MATERIAL PROVIDED:

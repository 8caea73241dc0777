//! Deletion sweeper daemon.
//!
//! This module provides the background loop that advances account
//! lifecycle state. Each pass:
//!
//! 1. Terminal pass: erase and mark `Deleted` every account past its
//!    deadline
//! 2. Reminder pass: dispatch the one-shot warning to accounts whose
//!    remaining time is inside the reminder window
//!
//! Per-record failures are logged and the batch continues; a store
//! failure aborts the pass and the loop retries after a shortened
//! backoff interval.
//!
//! # Example
//!
//! ```ignore
//! use stagehand::lifecycle::{DeletionSweeper, SweepConfig};
//! use std::sync::Arc;
//!
//! let sweeper = DeletionSweeper::new(
//!     Arc::new(store),
//!     Arc::new(eraser),
//!     Arc::new(mailer),
//!     SweepConfig::default(),
//! )
//! .with_notifications(hub);
//!
//! sweeper.start().await;
//! ```

use std::sync::Arc;

use chrono::{DateTime, Utc};
use tokio::sync::Mutex;
use tokio::task::JoinHandle;
use tokio_util::sync::CancellationToken;
use tracing::{debug, info, warn};

use super::config::SweepConfig;
use super::effects::{AccountEraser, Dispatcher, EffectKind};
use super::store::AccountStore;
use crate::hub::{Notification, NotificationSink};
use crate::store::StoreError;

/// Counts from one sweep pass.
#[derive(Debug, Default, Clone, Copy, PartialEq, Eq)]
pub struct SweepStats {
    /// Accounts transitioned to `Deleted` by this pass.
    pub deleted: usize,

    /// Reminders sent by this pass.
    pub reminded: usize,
}

/// Live loop task state, present only while the sweeper is started.
struct LoopState {
    shutdown: CancellationToken,
    handle: JoinHandle<()>,
}

/// Background daemon sweeping accounts scheduled for deletion.
///
/// Constructed with its collaborators and a [`SweepConfig`]; the loop is
/// spawned by [`start`] and wound down by [`stop`]. [`sweep_once`] runs a
/// single pass without the loop, for composition and tests.
///
/// [`start`]: DeletionSweeper::start
/// [`stop`]: DeletionSweeper::stop
/// [`sweep_once`]: DeletionSweeper::sweep_once
pub struct DeletionSweeper<S, E, D> {
    worker: SweepWorker<S, E, D>,
    loop_state: Mutex<Option<LoopState>>,
}

impl<S, E, D> DeletionSweeper<S, E, D>
where
    S: AccountStore,
    E: AccountEraser,
    D: Dispatcher,
{
    /// Creates a sweeper with the given collaborators.
    pub fn new(store: Arc<S>, eraser: Arc<E>, dispatcher: Arc<D>, config: SweepConfig) -> Self {
        Self {
            worker: SweepWorker {
                store,
                eraser,
                dispatcher,
                sink: None,
                config,
            },
            loop_state: Mutex::new(None),
        }
    }

    /// Attaches a live notification sink (typically the push hub).
    ///
    /// When present, every reminder sent also surfaces as a live
    /// notification to the account's connected clients.
    pub fn with_notifications(mut self, sink: Arc<dyn NotificationSink>) -> Self {
        self.worker.sink = Some(sink);
        self
    }

    /// Starts the sweep loop.
    ///
    /// Idempotent: if the loop is already live this is a logged no-op.
    pub async fn start(&self) {
        let mut state = self.loop_state.lock().await;
        if state.is_some() {
            warn!("deletion sweeper already running, start ignored");
            return;
        }

        let shutdown = CancellationToken::new();
        let worker = self.worker.clone();
        let handle = tokio::spawn(worker.run(shutdown.clone()));

        *state = Some(LoopState { shutdown, handle });
        info!(
            sweep_interval_secs = self.worker.config.sweep_interval.as_secs(),
            "deletion sweeper started"
        );
    }

    /// Stops the sweep loop and awaits its exit.
    ///
    /// Takes effect immediately during the inter-pass sleep, or at the
    /// end of the pass currently in flight.
    pub async fn stop(&self) {
        let state = self.loop_state.lock().await.take();
        match state {
            Some(LoopState { shutdown, handle }) => {
                shutdown.cancel();
                if let Err(err) = handle.await {
                    warn!(error = %err, "sweep loop terminated abnormally");
                }
                info!("deletion sweeper stopped");
            }
            None => {
                debug!("deletion sweeper not running, stop ignored");
            }
        }
    }

    /// Runs a single sweep pass outside the loop.
    pub async fn sweep_once(&self) -> Result<SweepStats, StoreError> {
        self.worker.sweep_once().await
    }
}

/// The loop body, cloneable so the spawned task owns its own handles.
struct SweepWorker<S, E, D> {
    store: Arc<S>,
    eraser: Arc<E>,
    dispatcher: Arc<D>,
    sink: Option<Arc<dyn NotificationSink>>,
    config: SweepConfig,
}

impl<S, E, D> Clone for SweepWorker<S, E, D> {
    fn clone(&self) -> Self {
        Self {
            store: Arc::clone(&self.store),
            eraser: Arc::clone(&self.eraser),
            dispatcher: Arc::clone(&self.dispatcher),
            sink: self.sink.clone(),
            config: self.config.clone(),
        }
    }
}

impl<S, E, D> SweepWorker<S, E, D>
where
    S: AccountStore,
    E: AccountEraser,
    D: Dispatcher,
{
    /// Runs the sweep loop until shutdown is signalled.
    async fn run(self, shutdown: CancellationToken) {
        info!(
            sweep_interval_secs = self.config.sweep_interval.as_secs(),
            error_backoff_secs = self.config.error_backoff.as_secs(),
            reminder_window_secs = self.config.reminder_window.as_secs(),
            "deletion sweep loop starting"
        );

        let mut delay = self.config.sweep_interval;

        loop {
            tokio::select! {
                biased;

                _ = shutdown.cancelled() => {
                    info!("deletion sweep loop shutting down");
                    break;
                }

                _ = tokio::time::sleep(delay) => {}
            }

            delay = match self.sweep_once().await {
                Ok(stats) if stats.deleted > 0 || stats.reminded > 0 => {
                    info!(
                        deleted = stats.deleted,
                        reminded = stats.reminded,
                        "sweep pass complete"
                    );
                    self.config.sweep_interval
                }
                Ok(_) => {
                    debug!("sweep pass complete, nothing due");
                    self.config.sweep_interval
                }
                Err(err) => {
                    warn!(
                        error = %err,
                        backoff_secs = self.config.error_backoff.as_secs(),
                        "sweep pass failed, backing off"
                    );
                    self.config.error_backoff
                }
            };
        }
    }

    /// One full pass: terminal transitions, then reminders.
    async fn sweep_once(&self) -> Result<SweepStats, StoreError> {
        let now = Utc::now();
        let deleted = self.terminal_pass(now).await?;
        let reminded = self.reminder_pass(now).await?;
        Ok(SweepStats { deleted, reminded })
    }

    /// Erases and marks `Deleted` every account past its deadline.
    async fn terminal_pass(&self, now: DateTime<Utc>) -> Result<usize, StoreError> {
        let due = self.store.find_due_deletions(now).await?;
        let mut deleted = 0;

        for record in due {
            if let Err(err) = self.eraser.erase(&record).await {
                warn!(
                    account_id = %record.id,
                    error = %err,
                    "account erase failed, will retry next sweep"
                );
                continue;
            }

            // Conditional transition: false means another sweeper (or an
            // earlier crashed pass) already moved this record.
            let modified = self.store.mark_deleted(&record.id).await?;
            if modified {
                info!(account_id = %record.id, "account deleted");
                deleted += 1;
            } else {
                debug!(account_id = %record.id, "account already transitioned, mark skipped");
            }
        }

        Ok(deleted)
    }

    /// Sends the one-shot reminder to accounts inside the window.
    async fn reminder_pass(&self, now: DateTime<Utc>) -> Result<usize, StoreError> {
        let window = self.config.reminder_window_chrono();
        let due = self.store.find_due_reminders(now, window).await?;
        let mut reminded = 0;

        for record in due {
            let days_left = (record.delete_after - now).num_days().max(0);
            let params = serde_json::json!({
                "account_id": record.id,
                "days_left": days_left,
                "delete_after": record.delete_after.to_rfc3339(),
            });

            // Dispatch first; the flag is only set after a confirmed send,
            // so a failed send is retried next sweep.
            if let Err(err) = self
                .dispatcher
                .send(EffectKind::DeletionReminder, &record.email, params)
                .await
            {
                warn!(
                    account_id = %record.id,
                    error = %err,
                    "deletion reminder dispatch failed, will retry next sweep"
                );
                continue;
            }

            let modified = self.store.mark_reminder_sent(&record.id).await?;
            if modified {
                info!(account_id = %record.id, days_left, "deletion reminder sent");
                reminded += 1;

                if let Some(sink) = &self.sink {
                    let delivered = sink
                        .push_event(&record.id, Notification::deletion_reminder(days_left))
                        .await;
                    debug!(
                        account_id = %record.id,
                        delivered,
                        "reminder surfaced to live channels"
                    );
                }
            } else {
                debug!(account_id = %record.id, "reminder already recorded, mark skipped");
            }
        }

        Ok(reminded)
    }
}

TO DO:
Read the listing. Copy each line that has the word "spawned" in it.

YOUR RESPONSE:
/// spawned by [`start`] and wound down by [`stop`]. [`sweep_once`] runs a
/// The loop body, cloneable so the spawned task owns its own handles.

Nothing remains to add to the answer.